In other words, a Tracer is a specific tool, while instrumentation is the not tool specific "carry these values please" part of the system.

We specifically choose to talk about "cross-cutting tools" on this layer, but perhaps it's too abstract without more examples of what we actually mean, so here's a few examples of what could be implemented as baggage instruments but is not "directly" distributed tracing:

  • deadlines
    • in a multi-service system, where a request has to go "through" n services from the edge, and the edge has a strict SLA of "must reply within 200ms", we may want to carry around the deadline value with the requests as they are propagated to downstream systems. If a system receives a request and the deadline is exceeded (wallclock time makes this tricky in dist-systems of course, but bear with me) we know that the upstream has already replied with "well, request timed out" so there is no reason to even start working on the request in the downstream service, so we can drop it.
    • This is a pattern built-in to Go's Context as well as gRPC Deadlines [1]
    • I've also heard about some developers wanting to do a TTL in terms of "how many hops a request makes before we abort it"; Such instrument would get a ttl-hops counter and keep decrementing it at each remote hop a workload causes.
  • resource utilization / analysis / management
    • in multi-tenant environments if may be useful to capture congestion of resources and "who is responsible for this overload".
    • Again, is not exactly tracing, but very similar to it, and needs the same kinds of baggage context propagation. Say we want to group all "work" caused by a "request" made by a Client, and give it some quota, and if that client exceeds it's quota, we want to de-prioritize serving it, because it's badly behaved and starving well-behaved clients for resources. A simple example would be Client calls [A calls B calls C] and exceeds its allocated quota (however we measure that...) on service C; since Client always enters the system on A, we'll want to tell A that "hey, that Client is not well behaved, throttle it a bit". But we can only do this if we can track
    • one example of such system is Retro [2]
  • authentication, delegation / access control / auditing
    • This is not an area I'm an expert on but does come up as another use-case of such instruments; It feels right, since usually these also mean carrying along the execution of some task some identity information. I do not encourage building ad-hoc security if anyone ever gets to this, there's plenty literature about it, our only hope is that if such system needs to carry metadata, it should be able to use the same instrumentation "points" as tracers would. :wink:
    • Baggage can be used to carry around information "on who's behalf" we are performing actions and similar, which can be used for auditing etc.
    • The Universal Context Propagation for Distributed System Instrumentation [3] paper lists a number of such use cases, but I'm not familiar enough to say much about them.

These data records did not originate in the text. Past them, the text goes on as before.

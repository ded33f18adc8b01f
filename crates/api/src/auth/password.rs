//! Argon2id password hashing and verification.
//!
//! Hashes are stored as PHC strings so the algorithm parameters and salt
//! travel with the hash.

use argon2::password_hash::rand_core::OsRng;
use argon2::password_hash::{PasswordHash, PasswordHasher, PasswordVerifier, SaltString};
use argon2::Argon2;

/// Shortest password accepted for the bootstrap administrator.
pub const MIN_PASSWORD_LENGTH: usize = 8;

/// Hash a plaintext password using Argon2id with a random salt.
pub fn hash_password(password: &str) -> Result<String, argon2::password_hash::Error> {
    let salt = SaltString::generate(&mut OsRng);
    let argon2 = Argon2::default(); // Argon2id with default params
    let hash = argon2.hash_password(password.as_bytes(), &salt)?;
    Ok(hash.to_string())
}

/// Verify a plaintext password against a stored PHC-formatted hash.
///
/// Returns `Ok(true)` if the password matches, `Ok(false)` if it does not.
/// A malformed stored hash is an error.
pub fn verify_password(password: &str, hash: &str) -> Result<bool, argon2::password_hash::Error> {
    let parsed_hash = PasswordHash::new(hash)?;
    match Argon2::default().verify_password(password.as_bytes(), &parsed_hash) {
        Ok(()) => Ok(true),
        Err(argon2::password_hash::Error::Password) => Ok(false),
        Err(e) => Err(e),
    }
}

/// Validate that a password meets the minimum length.
pub fn validate_password_strength(password: &str, min_length: usize) -> Result<(), String> {
    if password.chars().count() < min_length {
        return Err(format!(
            "Password must be at least {min_length} characters long"
        ));
    }
    Ok(())
}
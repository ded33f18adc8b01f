//! Comment submission rules and reply threading.
//!
//! Comments form a two-level structure: every reply carries `parent_id`
//! (the comment it answers) and `top_parent_id` (the root of its thread).
//! Threads are rebuilt from those two pointers; rows never reference each
//! other directly.

use std::collections::HashMap;

use serde::Serialize;

use crate::error::CoreError;
use crate::types::{DbId, Timestamp};

pub const MAX_AUTHOR_LENGTH: usize = 64;
pub const MAX_COMMENT_LENGTH: usize = 5_000;

/// Validate the visitor-supplied fields of a new comment.
pub fn validate_submission(
    author: &str,
    email: Option<&str>,
    content: &str,
) -> Result<(), CoreError> {
    let author = author.trim();
    if author.is_empty() {
        return Err(CoreError::Validation("Author must not be empty".to_string()));
    }
    if author.chars().count() > MAX_AUTHOR_LENGTH {
        return Err(CoreError::Validation(format!(
            "Author must be at most {MAX_AUTHOR_LENGTH} characters"
        )));
    }

    let content = content.trim();
    if content.is_empty() {
        return Err(CoreError::Validation(
            "Comment content must not be empty".to_string(),
        ));
    }
    if content.chars().count() > MAX_COMMENT_LENGTH {
        return Err(CoreError::Validation(format!(
            "Comment must be at most {MAX_COMMENT_LENGTH} characters"
        )));
    }

    if let Some(email) = email.map(str::trim).filter(|e| !e.is_empty()) {
        if !looks_like_email(email) {
            return Err(CoreError::Validation(format!("Invalid email '{email}'")));
        }
    }
    Ok(())
}

fn looks_like_email(email: &str) -> bool {
    match email.split_once('@') {
        Some((local, domain)) => {
            !local.is_empty() && domain.contains('.') && !domain.starts_with('.')
        }
        None => false,
    }
}

/// The parent a reply is attached to, as loaded from storage.
#[derive(Debug, Clone, Copy, PartialEq, Eq)]
pub struct ParentRef {
    pub id: DbId,
    pub article_id: DbId,
    pub top_parent_id: Option<DbId>,
}

impl ParentRef {
    /// Check the parent belongs to `article_id` and return the thread root
    /// the new reply should point at.
    pub fn thread_root_for(&self, article_id: DbId) -> Result<DbId, CoreError> {
        if self.article_id != article_id {
            return Err(CoreError::Validation(format!(
                "Parent comment {} belongs to a different article",
                self.id
            )));
        }
        Ok(self.top_parent_id.unwrap_or(self.id))
    }
}

// ---------------------------------------------------------------------------
// Threading
// ---------------------------------------------------------------------------

/// Fields threading needs from a comment row.
#[derive(Debug, Clone, Copy)]
pub struct ThreadKey {
    pub id: DbId,
    pub top_parent_id: Option<DbId>,
    pub created_at: Timestamp,
}

/// A root comment with all replies in its thread, flattened.
#[derive(Debug, Clone, Serialize)]
pub struct Thread<T> {
    #[serde(flatten)]
    pub comment: T,
    pub replies: Vec<T>,
}

/// Group comments into threads.
///
/// Roots are ordered newest first, replies oldest first. A reply whose root
/// is not in `comments` (e.g. the root was not approved) is dropped.
pub fn build_threads<T>(comments: Vec<T>, key: impl Fn(&T) -> ThreadKey) -> Vec<Thread<T>> {
    let mut roots: Vec<(ThreadKey, T)> = Vec::new();
    let mut replies: HashMap<DbId, Vec<(ThreadKey, T)>> = HashMap::new();

    for comment in comments {
        let k = key(&comment);
        match k.top_parent_id.filter(|top| *top != k.id) {
            Some(top) => replies.entry(top).or_default().push((k, comment)),
            None => roots.push((k, comment)),
        }
    }

    roots.sort_by(|(a, _), (b, _)| (b.created_at, b.id).cmp(&(a.created_at, a.id)));

    roots
        .into_iter()
        .map(|(k, comment)| {
            let mut thread = replies.remove(&k.id).unwrap_or_default();
            thread.sort_by(|(a, _), (b, _)| (a.created_at, a.id).cmp(&(b.created_at, b.id)));
            Thread {
                comment,
                replies: thread.into_iter().map(|(_, c)| c).collect(),
            }
        })
        .collect()
}
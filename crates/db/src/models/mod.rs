//! Domain model structs and DTOs.
//!
//! Each submodule contains:
//! - A `FromRow` + `Serialize` entity struct matching the database row
//! - A `Deserialize` create DTO for inserts
//! - A `Deserialize` update DTO (all `Option` fields) for patches
//! - Where the entity is listed, a query struct of optional filters

pub mod article;
pub mod attach;
pub mod category;
pub mod comment;
pub mod tag;
pub mod user;
//! Repository for the `attachments` table.

use matuto_core::pagination::{search_term, Page, Pagination};
use matuto_core::types::DbId;
use sqlx::PgPool;

use crate::models::attach::{Attach, AttachQuery, CreateAttach};

/// Column list for the `attachments` table.
const COLUMNS: &str = "id, uploaded_by, name, path, mime_type, kind, size_bytes, remark, \
    created_at, updated_at";

const FILTER: &str = "($1::TEXT IS NULL OR name ILIKE $1)
      AND ($2::TEXT IS NULL OR kind = $2)";

/// Provides CRUD operations for attachment records. File bytes are handled
/// by the API's storage layer.
pub struct AttachRepo;

impl AttachRepo {
    /// Record a stored upload.
    pub async fn create(pool: &PgPool, input: &CreateAttach) -> Result<Attach, sqlx::Error> {
        let query = format!(
            "INSERT INTO attachments (uploaded_by, name, path, mime_type, kind, size_bytes, remark)
             VALUES ($1, $2, $3, $4, $5, $6, $7)
             RETURNING {COLUMNS}"
        );
        sqlx::query_as::<_, Attach>(&query)
            .bind(input.uploaded_by)
            .bind(&input.name)
            .bind(&input.path)
            .bind(&input.mime_type)
            .bind(&input.kind)
            .bind(input.size_bytes)
            .bind(&input.remark)
            .fetch_one(pool)
            .await
    }

    pub async fn find_by_id(pool: &PgPool, id: DbId) -> Result<Option<Attach>, sqlx::Error> {
        let query = format!("SELECT {COLUMNS} FROM attachments WHERE id = $1");
        sqlx::query_as::<_, Attach>(&query)
            .bind(id)
            .fetch_optional(pool)
            .await
    }

    /// All rows among `ids`; unknown ids are skipped.
    pub async fn find_many(pool: &PgPool, ids: &[DbId]) -> Result<Vec<Attach>, sqlx::Error> {
        let query = format!("SELECT {COLUMNS} FROM attachments WHERE id = ANY($1) ORDER BY id");
        sqlx::query_as::<_, Attach>(&query)
            .bind(ids)
            .fetch_all(pool)
            .await
    }

    /// One page of attachments, newest first.
    pub async fn list_page(
        pool: &PgPool,
        params: &AttachQuery,
        pagination: Pagination,
    ) -> Result<Page<Attach>, sqlx::Error> {
        let keyword = search_term(params.keyword.as_deref());
        let kind = params.kind.as_deref().filter(|k| !k.is_empty());

        let count_query = format!("SELECT COUNT(*) FROM attachments WHERE {FILTER}");
        let total: i64 = sqlx::query_scalar(&count_query)
            .bind(&keyword)
            .bind(kind)
            .fetch_one(pool)
            .await?;

        let query = format!(
            "SELECT {COLUMNS} FROM attachments WHERE {FILTER}
             ORDER BY created_at DESC, id DESC
             LIMIT $3 OFFSET $4"
        );
        let items = sqlx::query_as::<_, Attach>(&query)
            .bind(&keyword)
            .bind(kind)
            .bind(pagination.limit())
            .bind(pagination.offset())
            .fetch_all(pool)
            .await?;

        Ok(Page::new(items, total, pagination))
    }

    pub async fn delete(pool: &PgPool, id: DbId) -> Result<bool, sqlx::Error> {
        let result = sqlx::query("DELETE FROM attachments WHERE id = $1")
            .bind(id)
            .execute(pool)
            .await?;
        Ok(result.rows_affected() > 0)
    }
}
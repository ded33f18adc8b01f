//! Route definitions for the admin `/admin/tags` resource.

use axum::routing::get;
use axum::Router;

use crate::handlers::tags;
use crate::state::AppState;

/// Routes mounted at `/admin/tags`.
///
/// ```text
/// GET    /      -> list_tags
/// POST   /      -> create_tag
/// GET    /{id}  -> get_tag
/// PUT    /{id}  -> update_tag
/// DELETE /{id}  -> delete_tag
/// ```
pub fn router() -> Router<AppState> {
    Router::new()
        .route("/", get(tags::list_tags).post(tags::create_tag))
        .route(
            "/{id}",
            get(tags::get_tag).put(tags::update_tag).delete(tags::delete_tag),
        )
}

The word "Tracer" is bound to appear in implementations, but it is slightly different than the instruments I believe.

[1] gRPC and Deadlines | gRPC
[2] https://www.usenix.org/conference/nsdi15/technical-sessions/presentation/mace
[3] https://people.mpi-sws.org/~jcmace/papers/mace2018universal.pdf

Yes, I think it's quite likely we'll end up with a similar shape to these.

Same as with metrics, most libs will be fine to just call "whatever the current tracer/instrument is", while some tracers may need to offer (very likely) user level APIs for folks who want to explicitly start/stop spans in their code. In that case they'd get and specifically call CoolTracer.[...] things (another reason we don't necessarily want to use up the word tracer just yet.

We've already seen this pattern with e.g. SwiftPrometheus [4], where for most things the generic "just use the global one" is fine (esp. in frameworks, since you can't assume which metrics backend users will run with). But users may want to utilize some extra features Prometheus offers, which in this example is "help texts" [4] which are prom specific so if one wants to use those, one cannot use the generic instrument but would reach for the PrometheusClient metric factories.

We're expecting the same to happen with tracer implementations where some impls may have some specific features which don't fully fit into the instruments' APIs.

[4] GitHub - swift-server/swift-prometheus: Prometheus client library for Swift

Great catch, thanks: ticketified Rename BaggageContext module to Baggage Ā· Issue #26 Ā· slashmo/gsoc-swift-tracing Ā· GitHub

I think it's very important we do not tie ourselves to HTTP as it opens up very interesting future development potential.

There's two main categories here I suppose:

First, "some binary protocol that is not HTTP" for whatever reason those exist, and we also want to carry metadata in them. It could be local XPC services, some other IPC mechanisms, or it could be some custom binary wire protocols (e.g. RSocket [5]) that also have metadata fields but they are not specifically "HTTPHeaders".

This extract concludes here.